Rouse’s song titles always give him away. “Simple Pleasures”, “It’s Good to Have You”, and “Start a Family” are all exactly what they seem. There is nothing cryptic or intentionally vague left to ruminate on lyrically, which is alarmingly beautiful in an era when artists are falling over themselves to hide their vocals and lyrics behinds ironic and electronic masks. Rouse has no issues wearing his heart on his sleeve and some of his lyrics would falter in less earnest hands: “coffee and toast and a peppermint tea /it’s a little too cold to go outside /wonder what would happen if you lived with me?/I got the feeling it’d turn out nice”. Later, on “Start a Family”, Rouse paints an indelible scene of family, one that can only be described as picturesque: “Moved to a place on Henry Street…she’s picking out the curtains/my hair has turned to grey/but it doesn’t matter anyway”. When Rouse commits to a song lyrically, it’s never half-hearted; there’s no room for anything other than the narrative of the singer.

But none of this would amount to much if Rouse’s ears weren’t tuned directly in to what makes a pop song unavoidably pressing.
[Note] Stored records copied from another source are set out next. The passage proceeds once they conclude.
//! ==============================================================================
//! workflow.rs - finish-line workflow
//! ==============================================================================
//!
//! purpose:
//!     what happens when a truck reaches the finish-line sensor:
//!
//!     1. precondition     a route must be loaded         (hard failure)
//!     2. stop actuator    halt the truck                 (hard failure)
//!     3. obtain code      countdown on the lcd, then ask the reader
//!     4. send alert       ─┐
//!     5. reset position    ├ only when the code matches the route's truck
//!     6. cleanup          ─┘
//!
//!     hard failures end the workflow with an error; an unidentified truck
//!     is a normal outcome that leaves the route loaded.
//!
//! relationships:
//!     - used by: controller.rs (finish-line edges)
//!     - uses: route.rs, services.rs, transport, display
//!
//! ==============================================================================

use crate::display::{DisplayStep, Rgb, StepInterpreter, WriteStep};
use crate::domain::{Coordinate, EdgeEvent, Fields, VehicleId};
use crate::route::RouteReplay;
use crate::services::{Actuator, CaptureResult, Reader, ServiceError};
use crate::transport::{Telemetry, TransportError};
use thiserror::Error;
use tracing::{info, warn};

#[derive(Error, Debug)]
pub enum WorkflowError {
    #[error("no route loaded")]
    NoRouteLoaded,
    #[error("actuator stop failed: {0}")]
    ActuatorStopFailed(#[source] ServiceError),
}

/// result of asking the reader for the truck's code
#[derive(Debug, Clone, PartialEq)]
pub enum Identification {
    Matched,
    Mismatched { code: String },
    Failed { reason: String },
}

#[derive(Debug, Clone, PartialEq)]
pub enum FinishOutcome {
    /// alert sent, position reset, route cleared
    Completed { vehicle: VehicleId },
    /// truck stopped but not identified; route kept
    Unidentified { vehicle: VehicleId, identification: Identification },
}

pub struct FinishLine {
    actuator: Box<dyn Actuator>,
    reader: Box<dyn Reader>,
    alert_urn: String,
    countdown: Vec<DisplayStep>,
}

impl FinishLine {
    pub fn new(
        actuator: Box<dyn Actuator>,
        reader: Box<dyn Reader>,
        alert_urn: impl Into<String>,
    ) -> Self {
        Self { actuator, reader, alert_urn: alert_urn.into(), countdown: Vec::new() }
    }

    /// steps shown on the lcd right before the capture
    pub fn with_countdown(mut self, countdown: Vec<DisplayStep>) -> Self {
        self.countdown = countdown;
        self
    }

    pub async fn run(
        &self,
        edge: &EdgeEvent,
        replay: &mut RouteReplay,
        telemetry: &dyn Telemetry,
        mut display: Option<&mut StepInterpreter>,
    ) -> Result<FinishOutcome, WorkflowError> {
        // 1. precondition
        let vehicle = replay
            .active()
            .map(|r| r.vehicle_id().clone())
            .ok_or(WorkflowError::NoRouteLoaded)?;
        info!(sensor = %edge.sensor, %vehicle, "finish line reached");

        // 2. stop actuator
        self.actuator.stop().await.map_err(WorkflowError::ActuatorStopFailed)?;
        info!(%vehicle, "actuator stopped");

        // 3. obtain code
        if let Some(interp) = display.as_deref_mut() {
            show(interp, &self.countdown).await;
        }
        let identification = self.identify(&vehicle).await;
        if let Some(interp) = display.as_deref_mut() {
            show(interp, &result_screen(&vehicle, &identification)).await;
        }
        if identification != Identification::Matched {
            warn!(%vehicle, ?identification, "truck not identified; no alert sent");
            return Ok(FinishOutcome::Unidentified { vehicle, identification });
        }

        // 4. send alert
        let mut fields = Fields::new();
        fields.insert("truckId".into(), vehicle.0.clone().into());
        fields.insert("sensorId".into(), edge.sensor.0.clone().into());
        match telemetry.raise_alert(&vehicle, &self.alert_urn, fields).await {
            Ok(()) => info!(%vehicle, urn = %self.alert_urn, "alert sent"),
            Err(TransportError::UnknownVehicle(_)) => {
                warn!(%vehicle, "no alert target for vehicle")
            }
            Err(e) => warn!(%vehicle, error = %e, "alert dispatch failed"),
        }

        // 5. reset position
        if let Err(e) = telemetry.update_telemetry(&vehicle, Coordinate::ORIGIN.to_fields()).await {
            warn!(%vehicle, error = %e, "position reset failed");
        }

        // 6. cleanup
        replay.clear();
        info!(%vehicle, "route cleared");
        Ok(FinishOutcome::Completed { vehicle })
    }

    async fn identify(&self, vehicle: &VehicleId) -> Identification {
        match self.reader.capture().await {
            Ok(resp) if resp.result == CaptureResult::Success => match resp.code {
                Some(code) if code == vehicle.0 => Identification::Matched,
                Some(code) => Identification::Mismatched { code },
                None => Identification::Failed { reason: "no code returned".into() },
            },
            Ok(resp) => Identification::Failed {
                reason: resp.message.unwrap_or_else(|| "reader reported failure".into()),
            },
            Err(e) => Identification::Failed { reason: e.to_string() },
        }
    }
}

/// lcd feedback never affects the workflow
async fn show(interp: &mut StepInterpreter, steps: &[DisplayStep]) {
    if steps.is_empty() {
        return;
    }
    if let Err(e) = interp.execute(steps).await {
        warn!(error = %e, "display feedback failed");
    }
}

fn result_screen(vehicle: &VehicleId, identification: &Identification) -> Vec<DisplayStep> {
    let (color, text) = match identification {
        Identification::Matched => (Rgb(0, 255, 0), format!("Welcome\n{vehicle}")),
        Identification::Mismatched { code } => (Rgb(255, 0, 0), format!("Unknown truck\n{code}")),
        Identification::Failed { .. } => (Rgb(255, 0, 0), "Not identified".to_string()),
    };
    vec![DisplayStep::Write(WriteStep {
        text: Some(text),
        clear: true,
        color: Some(color),
        ..WriteStep::default()
    })]
}


#[cfg(test)]
mod tests {
    use super::testing::{FakeActuator, FakeReader};
    use super::*;
    use crate::display::interpreter::testing::{Op, RecordingDisplay};
    use crate::route::Route;
    use crate::transport::testing::{Call, RecordingTelemetry};
    use crate::transport::FINISH_ALERT_URN;
    use std::sync::atomic::Ordering;
    use std::time::Duration;
    use tokio::time::Instant;

    fn edge() -> EdgeEvent {
        EdgeEvent { sensor: "finish".into() }
    }

    fn loaded(vehicle: &str) -> RouteReplay {
        let mut replay = RouteReplay::new();
        replay.load(Route::new(vehicle.into(), vec![Coordinate::new(1.0, 2.0)]).unwrap());
        replay
    }

    fn finish(actuator: &FakeActuator, reader: &FakeReader) -> FinishLine {
        FinishLine::new(Box::new(actuator.clone()), Box::new(reader.clone()), FINISH_ALERT_URN)
    }

    #[tokio::test]
    async fn test_no_route_loaded() {
        let actuator = FakeActuator::default();
        let reader = FakeReader::code("T1");
        let telemetry = RecordingTelemetry::default();
        let mut replay = RouteReplay::new();

        let err = finish(&actuator, &reader)
            .run(&edge(), &mut replay, &telemetry, None)
            .await
            .unwrap_err();

        assert!(matches!(err, WorkflowError::NoRouteLoaded));
        assert_eq!(actuator.stops.load(Ordering::SeqCst), 0);
        assert!(reader.captures().is_empty());
        assert!(telemetry.calls().is_empty());
        assert!(replay.active().is_none());
    }

    #[tokio::test]
    async fn test_matching_code_alerts_resets_and_clears() {
        let actuator = FakeActuator::default();
        let reader = FakeReader::code("T1");
        let telemetry = RecordingTelemetry::default();
        let mut replay = loaded("T1");

        let outcome = finish(&actuator, &reader)
            .run(&edge(), &mut replay, &telemetry, None)
            .await
            .unwrap();

        assert_eq!(outcome, FinishOutcome::Completed { vehicle: "T1".into() });
        assert_eq!(actuator.stops.load(Ordering::SeqCst), 1);
        let calls = telemetry.calls();
        assert_eq!(calls.len(), 2);
        assert!(matches!(
            &calls[0],
            Call::Alert { vehicle, urn, .. } if vehicle.0 == "T1" && urn == FINISH_ALERT_URN
        ));
        assert_eq!(
            calls[1],
            Call::Update { vehicle: "T1".into(), fields: Coordinate::ORIGIN.to_fields() }
        );
        assert!(replay.active().is_none());
    }

    #[tokio::test]
    async fn test_reader_failure_keeps_route() {
        for reader in [FakeReader::failure(), FakeReader::erroring()] {
            let telemetry = RecordingTelemetry::default();
            let mut replay = loaded("T1");
            let outcome = finish(&FakeActuator::default(), &reader)
                .run(&edge(), &mut replay, &telemetry, None)
                .await
                .unwrap();

            assert!(matches!(
                outcome,
                FinishOutcome::Unidentified { identification: Identification::Failed { .. }, .. }
            ));
            assert!(telemetry.calls().is_empty());
            assert!(replay.active().is_some());
        }
    }

    #[tokio::test]
    async fn test_mismatched_code_is_not_an_identification() {
        let telemetry = RecordingTelemetry::default();
        let mut replay = loaded("T1");
        let outcome = finish(&FakeActuator::default(), &FakeReader::code("T2"))
            .run(&edge(), &mut replay, &telemetry, None)
            .await
            .unwrap();

        assert_eq!(
            outcome,
            FinishOutcome::Unidentified {
                vehicle: "T1".into(),
                identification: Identification::Mismatched { code: "T2".into() },
            }
        );
        assert!(telemetry.calls().is_empty());
        assert!(replay.active().is_some());
    }

    #[tokio::test]
    async fn test_actuator_failure_aborts_before_capture() {
        let actuator = FakeActuator { fail: true, ..FakeActuator::default() };
        let reader = FakeReader::code("T1");
        let telemetry = RecordingTelemetry::default();
        let mut replay = loaded("T1");

        let err = finish(&actuator, &reader)
            .run(&edge(), &mut replay, &telemetry, None)
            .await
            .unwrap_err();

        assert!(matches!(err, WorkflowError::ActuatorStopFailed(_)));
        assert!(reader.captures().is_empty());
        assert!(telemetry.calls().is_empty());
        assert!(replay.active().is_some());
    }

    #[tokio::test]
    async fn test_transport_failures_do_not_stop_cleanup() {
        let telemetry = RecordingTelemetry::failing();
        let mut replay = loaded("T1");
        let outcome = finish(&FakeActuator::default(), &FakeReader::code("T1"))
            .run(&edge(), &mut replay, &telemetry, None)
            .await
            .unwrap();

        assert_eq!(outcome, FinishOutcome::Completed { vehicle: "T1".into() });
        assert_eq!(telemetry.calls().len(), 2);
        assert!(replay.active().is_none());
    }

    #[tokio::test(start_paused = true)]
    async fn test_countdown_runs_before_capture() {
        let reader = FakeReader::code("T1");
        let display = RecordingDisplay::default();
        let mut interp = StepInterpreter::new(Box::new(display.clone()));
        let workflow = finish(&FakeActuator::default(), &reader).with_countdown(vec![
            DisplayStep::text("Smile!"),
            DisplayStep::Wait(Duration::from_secs(1)),
        ]);
        let started = Instant::now();
        let mut replay = loaded("T1");

        workflow
            .run(&edge(), &mut replay, &RecordingTelemetry::default(), Some(&mut interp))
            .await
            .unwrap();

        assert!(reader.captures()[0] - started >= Duration::from_secs(1));
        let ops = display.ops();
        assert_eq!(ops[0], Op::Text("Smile!".into()));
        assert_eq!(ops.last(), Some(&Op::Text("Welcome\nT1".into())));
    }

    #[tokio::test]
    async fn test_display_failure_is_not_fatal() {
        let display = RecordingDisplay { fail: true, ..RecordingDisplay::default() };
        let mut interp = StepInterpreter::new(Box::new(display));
        let workflow = finish(&FakeActuator::default(), &FakeReader::code("T1"))
            .with_countdown(vec![DisplayStep::On]);
        let mut replay = loaded("T1");

        let outcome = workflow
            .run(&edge(), &mut replay, &RecordingTelemetry::default(), Some(&mut interp))
            .await
            .unwrap();
        assert!(matches!(outcome, FinishOutcome::Completed { .. }));
    }
}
It’s in the ringing guitar and the downtempo mellotron in “Julie (Come Out of the Rain)”, the vibraphones that punch the introduction of “Simple Pleasures”, the waltzing slide guitar of “The Ocean”, and the horn breakdown of “A Lot Like Magic”. Rouse has no problem adding any instrument into the mix if it moves the song forward. On earlier albums Rouse hadn’t quite mastered instrumental cohesion, but on The Happiness Waltz he has. He’s never made any effort to hide his influences– Stevie Wonder, Leonard Cohen, and The Beatles are written into his DNA–but he has incorporated them piecemeal into his own unique voice. Every element in each song belongs to him now, as a color on his palette. Which is why it’s a bit self-reflective to hear him sing, “working on my masterpiece/one of these days I’ll get some sleep” on “Start a Family”. Rouse may have earned a rest, but, somehow, it feels like he’s only just begun.
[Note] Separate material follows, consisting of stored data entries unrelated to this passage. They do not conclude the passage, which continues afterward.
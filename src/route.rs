//! ==============================================================================
//! route.rs - route replay engine
//! ==============================================================================
//!
//! purpose:
//!     holds the single active route and replays it one waypoint per sensor
//!     edge. replay never ends: the cursor wraps back to the first point.
//!
//! relationships:
//!     - used by: controller.rs (route load / reset commands, non-finish edges)
//!     - used by: workflow.rs (finish-line precondition and cleanup)
//!     - uses: transport (telemetry sink for the current waypoint)
//!
//! ==============================================================================

use crate::domain::{Coordinate, VehicleId};
use crate::transport::{Telemetry, TransportError};
use serde::Serialize;
use thiserror::Error;
use tracing::{debug, info};

#[derive(Error, Debug)]
pub enum RouteError {
    #[error("route for {0} has no points")]
    Empty(VehicleId),
}

#[derive(Error, Debug)]
pub enum ReplayError {
    #[error("no route loaded")]
    NoRouteLoaded,
    #[error("telemetry dispatch failed: {0}")]
    Transport(#[from] TransportError),
}

/// an ordered, non-empty list of waypoints owned by one vehicle
#[derive(Debug, Clone, PartialEq, Serialize)]
#[serde(rename_all = "camelCase")]
pub struct Route {
    vehicle_id: VehicleId,
    points: Vec<Coordinate>,
    cursor: usize,
}

impl Route {
    pub fn new(vehicle_id: VehicleId, points: Vec<Coordinate>) -> Result<Self, RouteError> {
        if points.is_empty() {
            return Err(RouteError::Empty(vehicle_id));
        }
        Ok(Self { vehicle_id, points, cursor: 0 })
    }

    pub fn vehicle_id(&self) -> &VehicleId {
        &self.vehicle_id
    }

    pub fn points(&self) -> &[Coordinate] {
        &self.points
    }

    pub fn cursor(&self) -> usize {
        self.cursor
    }

    /// current waypoint; moves the cursor to the next one (wrapping)
    pub fn advance(&mut self) -> Coordinate {
        let point = self.points[self.cursor];
        self.cursor = (self.cursor + 1) % self.points.len();
        point
    }
}

/// the replay engine; at most one route is active at a time
#[derive(Debug, Default)]
pub struct RouteReplay {
    active: Option<Route>,
}

impl RouteReplay {
    pub fn new() -> Self {
        Self::default()
    }

    pub fn active(&self) -> Option<&Route> {
        self.active.as_ref()
    }

    /// replace the active route outright (last writer wins, cursor back to 0)
    pub fn load(&mut self, route: Route) -> &Route {
        if let Some(old) = &self.active {
            debug!(vehicle = %old.vehicle_id, cursor = old.cursor, "replacing active route");
        }
        info!(vehicle = %route.vehicle_id, points = route.points.len(), "route loaded");
        self.active.insert(route)
    }

    /// drop the active route; returns it if there was one
    pub fn clear(&mut self) -> Option<Route> {
        self.active.take()
    }

    /// dispatch the current waypoint and advance the cursor
    ///
    /// the cursor moves even if the dispatch fails so a flaky transport
    /// cannot pin replay to one point.
    pub async fn on_edge(&mut self, telemetry: &dyn Telemetry) -> Result<Coordinate, ReplayError> {
        let route = self.active.as_mut().ok_or(ReplayError::NoRouteLoaded)?;
        let index = route.cursor;
        let point = route.advance();
        debug!(
            vehicle = %route.vehicle_id,
            index,
            lat = point.latitude,
            lon = point.longitude,
            "replaying waypoint"
        );
        telemetry.update_telemetry(&route.vehicle_id, point.to_fields()).await?;
        Ok(point)
    }
}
After spending many years abroad in Spain and some subsequent resulting albums that were grounded in that locale (Subtitlo, El Turista), it’s nice to have Rouse back treading distinctly American soil. Not that previous escapes were unimpressive or lacking; rather, they displayed Rouse in transitional mode, spinning his tunes outward from his physical surroundings. In fact, most of Rouse’s album titles contain some sort of specificity, be it time or place; Nashville, 1972, and Dressed Up Like Nebraska are but a few examples. The Happiness Waltz is a big contender for Rouse’s best work, though fans will always point to varying favorites (I will always fall back on Under the Cold Blue Stars, when Darren Jesse provided drums and Rouse’s songwriting housed some darker corners). Rouse has settled in, it seems. He’s found a way to encapsulate all the dichotomies of life and make them work within the confines of a three-minute pop song. Some musicians never achieve that; it took Rouse almost fifteen years. But all good things are worth waiting for, and that’s a lesson only time and maturity can teach us.